TASK GOAL: Extract, from the listing that follows, each line containing the word "insert".

● ● ● ●

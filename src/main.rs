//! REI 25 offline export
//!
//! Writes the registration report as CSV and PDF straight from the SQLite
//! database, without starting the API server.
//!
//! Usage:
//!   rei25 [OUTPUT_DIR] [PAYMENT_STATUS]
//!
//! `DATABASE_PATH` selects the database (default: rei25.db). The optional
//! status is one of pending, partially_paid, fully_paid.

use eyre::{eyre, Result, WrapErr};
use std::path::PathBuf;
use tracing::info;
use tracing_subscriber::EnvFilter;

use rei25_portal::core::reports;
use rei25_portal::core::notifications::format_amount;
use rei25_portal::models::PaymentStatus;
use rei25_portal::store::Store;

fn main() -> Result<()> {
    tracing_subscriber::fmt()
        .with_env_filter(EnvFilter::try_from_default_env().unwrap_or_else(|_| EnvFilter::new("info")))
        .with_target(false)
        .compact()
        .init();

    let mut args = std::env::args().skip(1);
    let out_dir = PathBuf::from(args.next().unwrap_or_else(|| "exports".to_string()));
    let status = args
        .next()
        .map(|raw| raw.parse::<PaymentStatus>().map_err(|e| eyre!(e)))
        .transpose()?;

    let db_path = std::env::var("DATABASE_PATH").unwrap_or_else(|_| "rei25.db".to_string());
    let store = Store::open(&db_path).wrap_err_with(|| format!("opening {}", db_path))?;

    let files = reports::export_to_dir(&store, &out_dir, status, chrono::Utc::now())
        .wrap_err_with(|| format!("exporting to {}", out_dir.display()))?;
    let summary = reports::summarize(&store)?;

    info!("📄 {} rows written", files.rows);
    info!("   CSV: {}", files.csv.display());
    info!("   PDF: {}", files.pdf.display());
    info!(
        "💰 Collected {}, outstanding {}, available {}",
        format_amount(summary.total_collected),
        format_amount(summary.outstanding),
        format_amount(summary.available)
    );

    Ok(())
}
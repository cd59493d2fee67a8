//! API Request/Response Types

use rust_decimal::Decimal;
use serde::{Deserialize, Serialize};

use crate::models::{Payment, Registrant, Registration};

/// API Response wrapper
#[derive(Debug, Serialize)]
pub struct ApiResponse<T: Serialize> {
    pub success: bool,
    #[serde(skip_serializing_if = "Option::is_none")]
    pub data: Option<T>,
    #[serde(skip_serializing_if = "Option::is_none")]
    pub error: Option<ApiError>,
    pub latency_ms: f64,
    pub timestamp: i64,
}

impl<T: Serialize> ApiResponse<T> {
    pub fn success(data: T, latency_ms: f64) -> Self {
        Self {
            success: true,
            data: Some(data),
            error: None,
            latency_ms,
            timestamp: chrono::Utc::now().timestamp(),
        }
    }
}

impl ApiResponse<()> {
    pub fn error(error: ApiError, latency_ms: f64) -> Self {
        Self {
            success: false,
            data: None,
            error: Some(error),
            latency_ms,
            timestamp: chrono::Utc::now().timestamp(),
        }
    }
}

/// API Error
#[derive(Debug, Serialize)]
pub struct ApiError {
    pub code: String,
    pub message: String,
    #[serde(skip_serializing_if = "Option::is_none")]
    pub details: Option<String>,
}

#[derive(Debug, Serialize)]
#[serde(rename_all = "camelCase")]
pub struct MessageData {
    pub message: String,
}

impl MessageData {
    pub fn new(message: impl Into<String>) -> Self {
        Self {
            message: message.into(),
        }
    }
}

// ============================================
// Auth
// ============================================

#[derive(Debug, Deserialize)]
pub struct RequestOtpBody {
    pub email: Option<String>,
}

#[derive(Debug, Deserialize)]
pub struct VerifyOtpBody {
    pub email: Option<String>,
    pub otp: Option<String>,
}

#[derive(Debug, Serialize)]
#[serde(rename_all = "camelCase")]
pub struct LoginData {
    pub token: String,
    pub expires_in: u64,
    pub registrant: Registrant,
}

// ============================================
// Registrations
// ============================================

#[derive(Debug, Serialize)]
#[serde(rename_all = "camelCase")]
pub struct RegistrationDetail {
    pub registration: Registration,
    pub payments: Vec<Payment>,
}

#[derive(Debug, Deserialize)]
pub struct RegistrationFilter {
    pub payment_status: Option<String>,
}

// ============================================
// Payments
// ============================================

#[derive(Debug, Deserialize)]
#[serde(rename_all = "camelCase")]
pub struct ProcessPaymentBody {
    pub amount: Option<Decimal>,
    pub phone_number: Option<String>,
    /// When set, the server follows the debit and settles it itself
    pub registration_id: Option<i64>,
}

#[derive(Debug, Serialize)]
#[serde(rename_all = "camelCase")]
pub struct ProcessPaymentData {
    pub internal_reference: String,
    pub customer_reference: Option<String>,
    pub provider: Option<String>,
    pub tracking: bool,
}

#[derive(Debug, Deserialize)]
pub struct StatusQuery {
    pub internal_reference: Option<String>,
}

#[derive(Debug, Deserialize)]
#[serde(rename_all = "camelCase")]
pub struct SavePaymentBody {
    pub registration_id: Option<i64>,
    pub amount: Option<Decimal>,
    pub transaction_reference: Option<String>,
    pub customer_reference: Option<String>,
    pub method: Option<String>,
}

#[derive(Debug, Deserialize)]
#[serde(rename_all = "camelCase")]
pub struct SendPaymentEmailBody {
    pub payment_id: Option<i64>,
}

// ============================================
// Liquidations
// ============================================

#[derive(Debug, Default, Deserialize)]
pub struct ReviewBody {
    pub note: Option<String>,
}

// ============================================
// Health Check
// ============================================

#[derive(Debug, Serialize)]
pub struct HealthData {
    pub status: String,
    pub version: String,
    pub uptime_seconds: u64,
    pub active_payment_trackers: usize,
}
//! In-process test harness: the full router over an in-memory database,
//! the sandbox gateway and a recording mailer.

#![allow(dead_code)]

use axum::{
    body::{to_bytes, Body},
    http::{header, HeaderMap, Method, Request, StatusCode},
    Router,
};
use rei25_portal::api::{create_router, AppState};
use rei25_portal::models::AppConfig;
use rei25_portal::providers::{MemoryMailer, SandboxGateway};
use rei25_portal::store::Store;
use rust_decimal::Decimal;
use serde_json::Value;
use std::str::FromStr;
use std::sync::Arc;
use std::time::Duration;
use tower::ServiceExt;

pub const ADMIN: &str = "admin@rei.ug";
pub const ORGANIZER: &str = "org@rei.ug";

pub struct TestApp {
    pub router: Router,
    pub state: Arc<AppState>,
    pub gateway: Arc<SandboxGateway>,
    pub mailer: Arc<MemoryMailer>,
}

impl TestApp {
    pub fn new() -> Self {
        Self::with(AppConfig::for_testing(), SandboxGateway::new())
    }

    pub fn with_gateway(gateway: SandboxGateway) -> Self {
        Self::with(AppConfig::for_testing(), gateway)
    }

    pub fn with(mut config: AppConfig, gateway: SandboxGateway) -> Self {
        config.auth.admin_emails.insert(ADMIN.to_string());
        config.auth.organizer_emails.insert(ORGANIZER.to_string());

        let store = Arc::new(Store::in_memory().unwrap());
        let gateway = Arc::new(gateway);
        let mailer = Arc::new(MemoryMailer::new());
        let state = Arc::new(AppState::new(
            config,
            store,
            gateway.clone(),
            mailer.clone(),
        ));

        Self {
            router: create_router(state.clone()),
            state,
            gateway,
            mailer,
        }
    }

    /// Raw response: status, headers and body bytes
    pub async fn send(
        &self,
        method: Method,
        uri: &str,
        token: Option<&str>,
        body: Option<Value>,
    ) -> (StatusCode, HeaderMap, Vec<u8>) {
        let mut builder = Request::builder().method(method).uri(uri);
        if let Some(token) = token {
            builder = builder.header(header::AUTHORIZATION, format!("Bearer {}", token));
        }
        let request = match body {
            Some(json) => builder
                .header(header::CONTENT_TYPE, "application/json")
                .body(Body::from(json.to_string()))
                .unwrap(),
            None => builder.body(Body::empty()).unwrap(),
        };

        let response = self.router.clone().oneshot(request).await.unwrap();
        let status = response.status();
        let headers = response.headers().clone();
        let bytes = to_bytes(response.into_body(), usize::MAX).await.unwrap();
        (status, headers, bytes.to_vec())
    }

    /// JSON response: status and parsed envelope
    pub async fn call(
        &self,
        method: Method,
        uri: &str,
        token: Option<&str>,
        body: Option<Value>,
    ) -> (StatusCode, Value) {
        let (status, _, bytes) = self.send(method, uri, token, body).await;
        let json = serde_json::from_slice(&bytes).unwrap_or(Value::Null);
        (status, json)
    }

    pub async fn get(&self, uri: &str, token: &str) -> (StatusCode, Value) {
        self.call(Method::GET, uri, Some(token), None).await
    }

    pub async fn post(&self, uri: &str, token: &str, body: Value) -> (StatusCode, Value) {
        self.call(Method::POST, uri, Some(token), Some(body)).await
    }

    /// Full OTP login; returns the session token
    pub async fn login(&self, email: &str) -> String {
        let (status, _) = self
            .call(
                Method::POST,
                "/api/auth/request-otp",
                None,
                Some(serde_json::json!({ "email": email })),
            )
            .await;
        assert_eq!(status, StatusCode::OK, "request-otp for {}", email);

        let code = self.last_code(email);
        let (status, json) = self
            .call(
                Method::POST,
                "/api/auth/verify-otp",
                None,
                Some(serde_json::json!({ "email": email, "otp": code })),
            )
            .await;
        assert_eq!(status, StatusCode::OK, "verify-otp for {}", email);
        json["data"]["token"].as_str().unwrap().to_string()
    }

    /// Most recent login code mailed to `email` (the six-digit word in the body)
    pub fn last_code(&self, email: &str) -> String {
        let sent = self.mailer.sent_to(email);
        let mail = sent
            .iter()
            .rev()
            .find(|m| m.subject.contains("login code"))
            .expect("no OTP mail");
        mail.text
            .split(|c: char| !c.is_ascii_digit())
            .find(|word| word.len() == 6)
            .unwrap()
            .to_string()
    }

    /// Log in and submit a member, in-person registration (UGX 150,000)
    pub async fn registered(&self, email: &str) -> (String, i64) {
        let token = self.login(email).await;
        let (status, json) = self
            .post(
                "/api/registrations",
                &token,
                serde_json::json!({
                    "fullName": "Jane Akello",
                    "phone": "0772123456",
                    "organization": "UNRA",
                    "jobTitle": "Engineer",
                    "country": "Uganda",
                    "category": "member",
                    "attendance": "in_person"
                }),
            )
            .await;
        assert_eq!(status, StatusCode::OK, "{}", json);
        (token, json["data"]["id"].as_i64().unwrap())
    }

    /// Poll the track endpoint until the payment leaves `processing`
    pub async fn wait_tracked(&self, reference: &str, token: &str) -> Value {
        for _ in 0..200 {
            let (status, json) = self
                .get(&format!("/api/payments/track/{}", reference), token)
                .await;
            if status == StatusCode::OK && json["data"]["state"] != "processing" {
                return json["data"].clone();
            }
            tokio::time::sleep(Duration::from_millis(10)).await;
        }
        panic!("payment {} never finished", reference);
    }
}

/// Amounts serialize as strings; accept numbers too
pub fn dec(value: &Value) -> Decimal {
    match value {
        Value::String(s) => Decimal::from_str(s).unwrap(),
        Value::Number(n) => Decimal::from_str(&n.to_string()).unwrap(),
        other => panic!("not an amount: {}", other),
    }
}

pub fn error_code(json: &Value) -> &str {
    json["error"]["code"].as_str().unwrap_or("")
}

● ● ● ●

ANSWER FOR THIS EXERCISE:
        config.auth.admin_emails.insert(ADMIN.to_string());
        config.auth.organizer_emails.insert(ORGANIZER.to_string());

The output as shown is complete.